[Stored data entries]
++++++++
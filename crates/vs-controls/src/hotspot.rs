//! 影像地圖熱區
//!
//! 三種已知類型：圓形（0）、矩形（1）、多邊形（2）。標籤只可附加。

use vs_core::{Result, StateError, StateValue};
use vs_state::{ManagedCollection, ManagedElement, PropertyStore, StateManager};

const NAVIGATE_URL: &str = "NavigateUrl";
const ALTERNATE_TEXT: &str = "AlternateText";
const HOT_SPOT_MODE: &str = "HotSpotMode";
const POST_BACK_VALUE: &str = "PostBackValue";
const TARGET: &str = "Target";
const X: &str = "X";
const Y: &str = "Y";
const RADIUS: &str = "Radius";
const LEFT: &str = "Left";
const TOP: &str = "Top";
const RIGHT: &str = "Right";
const BOTTOM: &str = "Bottom";
const COORDINATES: &str = "Coordinates";

/// 熱區點擊行為
#[derive(Debug, Clone, Copy, PartialEq, Eq, Default)]
pub enum HotSpotMode {
    /// 沿用影像地圖設定
    #[default]
    NotSet,
    /// 導向網址
    Navigate,
    /// 回傳伺服器
    PostBack,
    /// 無作用
    Inactive,
}

impl HotSpotMode {
    fn code(self) -> i64 {
        match self {
            HotSpotMode::NotSet => 0,
            HotSpotMode::Navigate => 1,
            HotSpotMode::PostBack => 2,
            HotSpotMode::Inactive => 3,
        }
    }

    fn from_code(code: i64) -> Option<Self> {
        match code {
            0 => Some(HotSpotMode::NotSet),
            1 => Some(HotSpotMode::Navigate),
            2 => Some(HotSpotMode::PostBack),
            3 => Some(HotSpotMode::Inactive),
            _ => None,
        }
    }
}

/// 圓形熱區
#[derive(Debug, Clone, Default)]
pub struct CircleHotSpot {
    store: PropertyStore,
}

impl CircleHotSpot {
    /// 創建圓形熱區；半徑不可為負
    pub fn new(x: i64, y: i64, radius: i64) -> Result<Self> {
        let mut circle = Self::default();
        circle.set_x(x);
        circle.set_y(y);
        circle.set_radius(radius)?;
        Ok(circle)
    }

    pub fn x(&self) -> i64 {
        self.store.get_or(X, 0)
    }

    pub fn set_x(&mut self, x: i64) {
        self.store.set(X, x);
    }

    pub fn y(&self) -> i64 {
        self.store.get_or(Y, 0)
    }

    pub fn set_y(&mut self, y: i64) {
        self.store.set(Y, y);
    }

    pub fn radius(&self) -> i64 {
        self.store.get_or(RADIUS, 0)
    }

    pub fn set_radius(&mut self, radius: i64) -> Result<()> {
        if radius < 0 {
            return Err(StateError::out_of_range("Radius", format!("{} 不可為負值", radius)));
        }
        self.store.set(RADIUS, radius);
        Ok(())
    }
}

/// 矩形熱區
#[derive(Debug, Clone, Default)]
pub struct RectangleHotSpot {
    store: PropertyStore,
}

impl RectangleHotSpot {
    /// 創建矩形熱區；右下角不可在左上角之前
    pub fn new(left: i64, top: i64, right: i64, bottom: i64) -> Result<Self> {
        if right < left || bottom < top {
            return Err(StateError::out_of_range(
                "Rectangle",
                format!("({},{})-({},{}) 不是有效矩形", left, top, right, bottom),
            ));
        }
        let mut rect = Self::default();
        rect.store.set(LEFT, left);
        rect.store.set(TOP, top);
        rect.store.set(RIGHT, right);
        rect.store.set(BOTTOM, bottom);
        Ok(rect)
    }

    pub fn left(&self) -> i64 {
        self.store.get_or(LEFT, 0)
    }

    pub fn top(&self) -> i64 {
        self.store.get_or(TOP, 0)
    }

    pub fn right(&self) -> i64 {
        self.store.get_or(RIGHT, 0)
    }

    pub fn bottom(&self) -> i64 {
        self.store.get_or(BOTTOM, 0)
    }
}

/// 多邊形熱區
#[derive(Debug, Clone, Default)]
pub struct PolygonHotSpot {
    store: PropertyStore,
}

impl PolygonHotSpot {
    /// 以 `x1,y1,x2,y2,...` 格式創建；合法性在加入集合時檢查
    pub fn new(coordinates: impl Into<String>) -> Self {
        let mut polygon = Self::default();
        polygon.set_coordinates(coordinates);
        polygon
    }

    pub fn coordinates(&self) -> String {
        self.store.get_or(COORDINATES, String::new())
    }

    pub fn set_coordinates(&mut self, coordinates: impl Into<String>) {
        self.store.set(COORDINATES, coordinates.into());
    }

    /// 解析座標點
    pub fn points(&self) -> Result<Vec<(i64, i64)>> {
        let coordinates = self.coordinates();
        let numbers = coordinates
            .split(',')
            .map(|part| part.trim().parse::<i64>())
            .collect::<std::result::Result<Vec<_>, _>>()
            .map_err(|_| {
                StateError::InvalidElement(format!("多邊形座標格式錯誤: {}", coordinates))
            })?;

        if numbers.len() % 2 != 0 || numbers.len() < 6 {
            return Err(StateError::InvalidElement(format!(
                "多邊形至少需要三個點且座標成對: {}",
                coordinates
            )));
        }

        Ok(numbers.chunks(2).map(|p| (p[0], p[1])).collect())
    }
}

/// 熱區（封閉的已知類型集合）
#[derive(Debug, Clone)]
pub enum HotSpot {
    Circle(CircleHotSpot),
    Rectangle(RectangleHotSpot),
    Polygon(PolygonHotSpot),
}

impl HotSpot {
    fn store(&self) -> &PropertyStore {
        match self {
            HotSpot::Circle(h) => &h.store,
            HotSpot::Rectangle(h) => &h.store,
            HotSpot::Polygon(h) => &h.store,
        }
    }

    fn store_mut(&mut self) -> &mut PropertyStore {
        match self {
            HotSpot::Circle(h) => &mut h.store,
            HotSpot::Rectangle(h) => &mut h.store,
            HotSpot::Polygon(h) => &mut h.store,
        }
    }

    /// 影像地圖標記中的形狀名稱
    pub fn markup_name(&self) -> &'static str {
        match self {
            HotSpot::Circle(_) => "circle",
            HotSpot::Rectangle(_) => "rect",
            HotSpot::Polygon(_) => "poly",
        }
    }

    /// 影像地圖標記中的座標字串
    pub fn coordinates(&self) -> String {
        match self {
            HotSpot::Circle(c) => format!("{},{},{}", c.x(), c.y(), c.radius()),
            HotSpot::Rectangle(r) => {
                format!("{},{},{},{}", r.left(), r.top(), r.right(), r.bottom())
            }
            HotSpot::Polygon(p) => p.coordinates(),
        }
    }

    pub fn navigate_url(&self) -> String {
        self.store().get_or(NAVIGATE_URL, String::new())
    }

    pub fn set_navigate_url(&mut self, url: impl Into<String>) {
        self.store_mut().set(NAVIGATE_URL, url.into());
    }

    pub fn alternate_text(&self) -> String {
        self.store().get_or(ALTERNATE_TEXT, String::new())
    }

    pub fn set_alternate_text(&mut self, text: impl Into<String>) {
        self.store_mut().set(ALTERNATE_TEXT, text.into());
    }

    pub fn hot_spot_mode(&self) -> HotSpotMode {
        self.store()
            .get_as::<i64>(HOT_SPOT_MODE)
            .and_then(HotSpotMode::from_code)
            .unwrap_or_default()
    }

    pub fn set_hot_spot_mode(&mut self, mode: HotSpotMode) {
        self.store_mut().set(HOT_SPOT_MODE, mode.code());
    }

    pub fn post_back_value(&self) -> String {
        self.store().get_or(POST_BACK_VALUE, String::new())
    }

    pub fn set_post_back_value(&mut self, value: impl Into<String>) {
        self.store_mut().set(POST_BACK_VALUE, value.into());
    }

    pub fn target(&self) -> String {
        self.store().get_or(TARGET, String::new())
    }

    pub fn set_target(&mut self, target: impl Into<String>) {
        self.store_mut().set(TARGET, target.into());
    }
}

impl From<CircleHotSpot> for HotSpot {
    fn from(value: CircleHotSpot) -> Self {
        HotSpot::Circle(value)
    }
}

impl From<RectangleHotSpot> for HotSpot {
    fn from(value: RectangleHotSpot) -> Self {
        HotSpot::Rectangle(value)
    }
}

impl From<PolygonHotSpot> for HotSpot {
    fn from(value: PolygonHotSpot) -> Self {
        HotSpot::Polygon(value)
    }
}

impl StateManager for HotSpot {
    fn is_tracking(&self) -> bool {
        self.store().is_tracking()
    }

    fn track_state(&mut self) {
        self.store_mut().track_state();
    }

    fn is_dirty(&self) -> bool {
        self.store().is_dirty()
    }

    fn set_dirty(&mut self) {
        self.store_mut().set_dirty();
    }

    fn save_state(&self) -> Option<StateValue> {
        self.store().save_state()
    }

    fn save_full_state(&self) -> Option<StateValue> {
        self.store().save_full_state()
    }

    fn load_state(&mut self, state: &StateValue) -> Result<()> {
        self.store_mut().load_state(state)
    }
}

impl ManagedElement for HotSpot {
    const KNOWN_TYPES: &'static [&'static str] =
        &["CircleHotSpot", "RectangleHotSpot", "PolygonHotSpot"];

    fn type_tag(&self) -> usize {
        match self {
            HotSpot::Circle(_) => 0,
            HotSpot::Rectangle(_) => 1,
            HotSpot::Polygon(_) => 2,
        }
    }

    fn create_known_type(tag: usize) -> Result<Self> {
        match tag {
            0 => Ok(HotSpot::Circle(CircleHotSpot::default())),
            1 => Ok(HotSpot::Rectangle(RectangleHotSpot::default())),
            2 => Ok(HotSpot::Polygon(PolygonHotSpot::default())),
            _ => Err(StateError::corruption(format!("未知的熱區類型 {}", tag))),
        }
    }

    fn validate(&self) -> Result<()> {
        if let HotSpot::Polygon(polygon) = self {
            polygon.points()?;
        }
        Ok(())
    }
}

/// 熱區集合
pub type HotSpotCollection = ManagedCollection<HotSpot>;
++++++++
▶ _YOUR GOAL_: What is needed is the number of lines in the data that hold the word "InvalidElement", with nothing added.

▶ _SOLUTION FOR THIS PROBLEM_: 2